<<<<

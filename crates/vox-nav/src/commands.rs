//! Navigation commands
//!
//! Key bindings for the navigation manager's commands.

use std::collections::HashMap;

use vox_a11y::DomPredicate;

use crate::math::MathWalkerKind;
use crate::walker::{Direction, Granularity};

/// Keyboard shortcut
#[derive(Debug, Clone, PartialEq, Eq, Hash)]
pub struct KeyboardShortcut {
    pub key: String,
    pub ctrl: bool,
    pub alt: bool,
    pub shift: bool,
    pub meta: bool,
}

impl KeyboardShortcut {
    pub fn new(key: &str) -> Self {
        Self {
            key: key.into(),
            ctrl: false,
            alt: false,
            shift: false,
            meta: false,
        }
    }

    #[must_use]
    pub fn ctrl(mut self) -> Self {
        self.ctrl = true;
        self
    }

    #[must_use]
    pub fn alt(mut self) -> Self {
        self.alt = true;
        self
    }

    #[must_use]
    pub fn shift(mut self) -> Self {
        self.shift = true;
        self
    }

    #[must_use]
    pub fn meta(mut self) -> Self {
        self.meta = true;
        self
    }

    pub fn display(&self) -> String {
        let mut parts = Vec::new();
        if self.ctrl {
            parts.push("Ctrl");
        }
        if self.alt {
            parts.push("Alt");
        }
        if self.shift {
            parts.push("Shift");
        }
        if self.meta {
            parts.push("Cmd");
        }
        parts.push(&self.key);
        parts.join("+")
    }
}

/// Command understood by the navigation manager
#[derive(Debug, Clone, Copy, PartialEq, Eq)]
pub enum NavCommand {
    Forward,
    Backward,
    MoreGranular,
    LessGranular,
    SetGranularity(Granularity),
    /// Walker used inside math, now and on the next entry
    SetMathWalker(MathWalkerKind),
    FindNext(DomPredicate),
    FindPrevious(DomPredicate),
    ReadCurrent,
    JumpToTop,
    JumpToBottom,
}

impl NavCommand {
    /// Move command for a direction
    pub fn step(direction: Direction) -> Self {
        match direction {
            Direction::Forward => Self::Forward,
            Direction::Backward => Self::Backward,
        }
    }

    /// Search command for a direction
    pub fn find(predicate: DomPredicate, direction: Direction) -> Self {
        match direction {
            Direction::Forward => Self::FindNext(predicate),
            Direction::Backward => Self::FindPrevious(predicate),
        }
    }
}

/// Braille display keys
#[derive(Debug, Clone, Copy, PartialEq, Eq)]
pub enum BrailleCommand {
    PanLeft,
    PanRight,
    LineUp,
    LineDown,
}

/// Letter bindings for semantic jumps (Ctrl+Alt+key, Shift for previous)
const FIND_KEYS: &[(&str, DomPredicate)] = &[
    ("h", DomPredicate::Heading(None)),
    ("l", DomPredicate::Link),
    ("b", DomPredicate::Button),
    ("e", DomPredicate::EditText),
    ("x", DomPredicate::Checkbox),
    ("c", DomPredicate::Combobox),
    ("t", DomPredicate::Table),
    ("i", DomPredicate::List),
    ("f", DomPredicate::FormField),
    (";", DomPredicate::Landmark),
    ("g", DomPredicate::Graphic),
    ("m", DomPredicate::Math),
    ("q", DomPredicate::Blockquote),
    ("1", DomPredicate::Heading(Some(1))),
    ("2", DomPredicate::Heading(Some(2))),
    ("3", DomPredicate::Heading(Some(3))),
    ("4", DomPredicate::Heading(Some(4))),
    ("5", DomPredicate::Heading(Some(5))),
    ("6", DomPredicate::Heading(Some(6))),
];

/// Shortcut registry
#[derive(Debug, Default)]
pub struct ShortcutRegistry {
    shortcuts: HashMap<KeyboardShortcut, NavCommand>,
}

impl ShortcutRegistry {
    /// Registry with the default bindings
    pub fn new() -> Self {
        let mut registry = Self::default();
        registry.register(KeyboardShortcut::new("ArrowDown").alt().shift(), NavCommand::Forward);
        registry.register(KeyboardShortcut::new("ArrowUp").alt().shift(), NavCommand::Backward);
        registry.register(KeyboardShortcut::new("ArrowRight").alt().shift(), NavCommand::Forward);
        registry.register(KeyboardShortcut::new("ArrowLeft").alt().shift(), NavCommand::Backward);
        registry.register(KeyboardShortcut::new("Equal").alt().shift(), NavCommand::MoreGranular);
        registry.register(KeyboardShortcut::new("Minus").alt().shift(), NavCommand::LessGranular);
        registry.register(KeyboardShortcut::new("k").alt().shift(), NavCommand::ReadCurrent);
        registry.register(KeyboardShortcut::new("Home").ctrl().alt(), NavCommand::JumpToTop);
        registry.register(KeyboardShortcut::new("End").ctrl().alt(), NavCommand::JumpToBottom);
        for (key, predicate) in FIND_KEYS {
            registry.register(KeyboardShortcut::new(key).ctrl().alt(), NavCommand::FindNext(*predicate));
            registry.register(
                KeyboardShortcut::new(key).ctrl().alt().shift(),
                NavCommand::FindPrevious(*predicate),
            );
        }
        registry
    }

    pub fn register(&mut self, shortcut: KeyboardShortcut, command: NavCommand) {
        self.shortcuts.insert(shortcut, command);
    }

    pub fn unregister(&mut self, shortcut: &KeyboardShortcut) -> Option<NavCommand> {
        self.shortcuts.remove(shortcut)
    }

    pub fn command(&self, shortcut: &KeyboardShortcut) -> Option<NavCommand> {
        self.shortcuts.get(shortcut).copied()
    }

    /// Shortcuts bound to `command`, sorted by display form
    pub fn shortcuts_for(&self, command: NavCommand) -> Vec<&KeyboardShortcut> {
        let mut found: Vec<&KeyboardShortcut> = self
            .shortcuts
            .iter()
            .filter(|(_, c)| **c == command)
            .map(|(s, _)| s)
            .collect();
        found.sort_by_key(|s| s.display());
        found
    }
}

>>>>
<<<<

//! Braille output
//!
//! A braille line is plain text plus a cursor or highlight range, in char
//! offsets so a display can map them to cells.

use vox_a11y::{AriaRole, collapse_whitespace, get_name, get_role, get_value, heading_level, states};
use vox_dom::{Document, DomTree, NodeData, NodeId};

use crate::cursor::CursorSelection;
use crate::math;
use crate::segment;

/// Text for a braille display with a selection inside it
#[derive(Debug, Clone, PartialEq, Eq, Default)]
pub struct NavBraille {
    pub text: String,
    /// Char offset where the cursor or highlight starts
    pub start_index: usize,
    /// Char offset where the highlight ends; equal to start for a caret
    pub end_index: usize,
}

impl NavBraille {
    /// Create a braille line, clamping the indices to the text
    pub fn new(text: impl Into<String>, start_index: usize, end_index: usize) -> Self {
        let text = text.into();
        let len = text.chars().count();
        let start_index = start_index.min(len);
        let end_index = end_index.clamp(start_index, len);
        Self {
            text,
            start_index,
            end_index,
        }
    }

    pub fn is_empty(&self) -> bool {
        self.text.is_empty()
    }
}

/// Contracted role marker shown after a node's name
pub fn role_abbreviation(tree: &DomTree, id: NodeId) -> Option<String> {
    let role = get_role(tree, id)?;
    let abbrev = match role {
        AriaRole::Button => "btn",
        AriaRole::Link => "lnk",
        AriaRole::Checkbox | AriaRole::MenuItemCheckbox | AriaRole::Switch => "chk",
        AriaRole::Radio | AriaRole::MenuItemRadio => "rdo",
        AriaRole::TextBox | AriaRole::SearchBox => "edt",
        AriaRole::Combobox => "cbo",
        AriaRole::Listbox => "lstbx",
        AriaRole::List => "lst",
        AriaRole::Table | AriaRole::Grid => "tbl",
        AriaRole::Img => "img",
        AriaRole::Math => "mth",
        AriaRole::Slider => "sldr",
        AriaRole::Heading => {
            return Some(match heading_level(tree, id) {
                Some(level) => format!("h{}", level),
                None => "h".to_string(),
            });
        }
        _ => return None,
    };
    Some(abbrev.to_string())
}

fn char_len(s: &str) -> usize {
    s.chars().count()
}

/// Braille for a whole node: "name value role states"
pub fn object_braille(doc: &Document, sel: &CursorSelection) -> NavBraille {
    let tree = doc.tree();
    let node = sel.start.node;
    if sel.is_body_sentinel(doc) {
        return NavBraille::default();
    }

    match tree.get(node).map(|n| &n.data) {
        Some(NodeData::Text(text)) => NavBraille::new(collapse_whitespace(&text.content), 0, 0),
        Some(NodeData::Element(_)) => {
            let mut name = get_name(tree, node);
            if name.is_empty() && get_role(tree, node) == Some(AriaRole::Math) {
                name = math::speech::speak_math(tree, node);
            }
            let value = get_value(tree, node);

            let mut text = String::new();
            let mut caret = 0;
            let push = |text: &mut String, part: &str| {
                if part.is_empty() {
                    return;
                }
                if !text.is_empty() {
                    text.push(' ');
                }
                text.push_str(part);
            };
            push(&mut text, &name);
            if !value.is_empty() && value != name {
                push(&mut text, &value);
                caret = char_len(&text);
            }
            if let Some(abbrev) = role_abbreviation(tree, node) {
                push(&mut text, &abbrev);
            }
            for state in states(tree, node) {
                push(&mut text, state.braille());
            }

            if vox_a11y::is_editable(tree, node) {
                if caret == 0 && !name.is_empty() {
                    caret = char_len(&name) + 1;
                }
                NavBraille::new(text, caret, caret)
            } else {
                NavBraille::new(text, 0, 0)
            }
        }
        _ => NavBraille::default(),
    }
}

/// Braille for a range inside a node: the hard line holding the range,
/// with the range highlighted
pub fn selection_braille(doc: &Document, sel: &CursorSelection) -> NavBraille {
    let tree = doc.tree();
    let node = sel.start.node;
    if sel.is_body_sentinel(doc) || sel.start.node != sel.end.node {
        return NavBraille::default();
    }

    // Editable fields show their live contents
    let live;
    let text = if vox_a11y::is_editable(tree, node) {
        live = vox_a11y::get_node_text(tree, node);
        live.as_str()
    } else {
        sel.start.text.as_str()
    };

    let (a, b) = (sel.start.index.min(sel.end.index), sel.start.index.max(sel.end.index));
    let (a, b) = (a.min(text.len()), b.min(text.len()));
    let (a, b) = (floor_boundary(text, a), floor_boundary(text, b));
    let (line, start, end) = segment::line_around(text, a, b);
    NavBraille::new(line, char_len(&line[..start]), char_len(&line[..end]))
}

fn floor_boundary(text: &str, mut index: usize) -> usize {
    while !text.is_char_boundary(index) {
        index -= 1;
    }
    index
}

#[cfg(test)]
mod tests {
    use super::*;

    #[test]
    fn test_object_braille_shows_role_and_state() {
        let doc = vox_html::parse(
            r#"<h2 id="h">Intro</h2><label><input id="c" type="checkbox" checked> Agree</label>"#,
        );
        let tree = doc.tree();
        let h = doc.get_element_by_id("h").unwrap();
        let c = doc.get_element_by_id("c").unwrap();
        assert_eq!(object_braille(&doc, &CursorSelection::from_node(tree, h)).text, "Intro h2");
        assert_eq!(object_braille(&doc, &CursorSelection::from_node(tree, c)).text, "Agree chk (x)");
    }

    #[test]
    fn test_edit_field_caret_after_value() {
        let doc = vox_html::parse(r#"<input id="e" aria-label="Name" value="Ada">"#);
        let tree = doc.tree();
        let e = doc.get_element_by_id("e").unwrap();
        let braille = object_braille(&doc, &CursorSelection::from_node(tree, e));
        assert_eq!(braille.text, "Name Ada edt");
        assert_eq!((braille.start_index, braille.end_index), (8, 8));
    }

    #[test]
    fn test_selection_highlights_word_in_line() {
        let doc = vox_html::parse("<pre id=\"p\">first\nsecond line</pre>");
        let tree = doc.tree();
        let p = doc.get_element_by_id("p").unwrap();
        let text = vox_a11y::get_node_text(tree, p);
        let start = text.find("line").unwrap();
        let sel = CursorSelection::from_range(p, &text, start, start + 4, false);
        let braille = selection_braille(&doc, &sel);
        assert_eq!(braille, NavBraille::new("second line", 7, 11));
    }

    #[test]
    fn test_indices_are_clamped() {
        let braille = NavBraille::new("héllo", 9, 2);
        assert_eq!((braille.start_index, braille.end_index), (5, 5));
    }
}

>>>>
<<<<

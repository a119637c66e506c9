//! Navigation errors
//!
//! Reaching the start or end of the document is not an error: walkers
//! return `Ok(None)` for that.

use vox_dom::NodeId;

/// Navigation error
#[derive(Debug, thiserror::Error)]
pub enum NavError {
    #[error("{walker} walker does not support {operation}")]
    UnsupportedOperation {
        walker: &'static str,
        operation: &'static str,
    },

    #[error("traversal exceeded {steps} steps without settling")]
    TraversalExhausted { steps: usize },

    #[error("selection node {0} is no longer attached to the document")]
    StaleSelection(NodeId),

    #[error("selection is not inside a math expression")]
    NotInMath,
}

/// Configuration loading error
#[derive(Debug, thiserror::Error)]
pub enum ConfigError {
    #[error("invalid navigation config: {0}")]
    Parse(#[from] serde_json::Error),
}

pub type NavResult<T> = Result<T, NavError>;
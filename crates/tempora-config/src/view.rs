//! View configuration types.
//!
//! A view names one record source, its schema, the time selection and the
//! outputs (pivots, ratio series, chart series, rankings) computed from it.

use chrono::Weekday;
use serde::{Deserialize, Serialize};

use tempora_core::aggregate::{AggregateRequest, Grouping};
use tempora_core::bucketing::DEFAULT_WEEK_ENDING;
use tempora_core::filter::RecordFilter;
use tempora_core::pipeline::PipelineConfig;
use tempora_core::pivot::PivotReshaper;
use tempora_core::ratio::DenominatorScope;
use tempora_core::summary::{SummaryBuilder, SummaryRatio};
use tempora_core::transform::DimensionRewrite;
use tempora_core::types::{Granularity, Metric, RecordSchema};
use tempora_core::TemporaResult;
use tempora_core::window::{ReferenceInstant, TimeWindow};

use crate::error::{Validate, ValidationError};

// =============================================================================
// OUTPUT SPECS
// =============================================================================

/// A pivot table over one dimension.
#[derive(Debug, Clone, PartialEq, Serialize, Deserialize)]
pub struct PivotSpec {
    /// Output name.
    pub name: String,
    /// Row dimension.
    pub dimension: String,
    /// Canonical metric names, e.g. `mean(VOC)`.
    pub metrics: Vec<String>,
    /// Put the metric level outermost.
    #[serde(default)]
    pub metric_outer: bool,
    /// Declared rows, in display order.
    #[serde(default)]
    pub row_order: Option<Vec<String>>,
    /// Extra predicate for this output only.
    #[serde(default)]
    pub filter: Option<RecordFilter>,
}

>>>>

• TASK DESCRIPTION:
Whenever a line of the listing above holds the word "Granularity", copy that line.

• ANSWER TO THE PROBLEM:
use crate::walker::{Direction, Granularity};
    SetGranularity(Granularity),
use tempora_core::types::{Granularity, Metric, RecordSchema};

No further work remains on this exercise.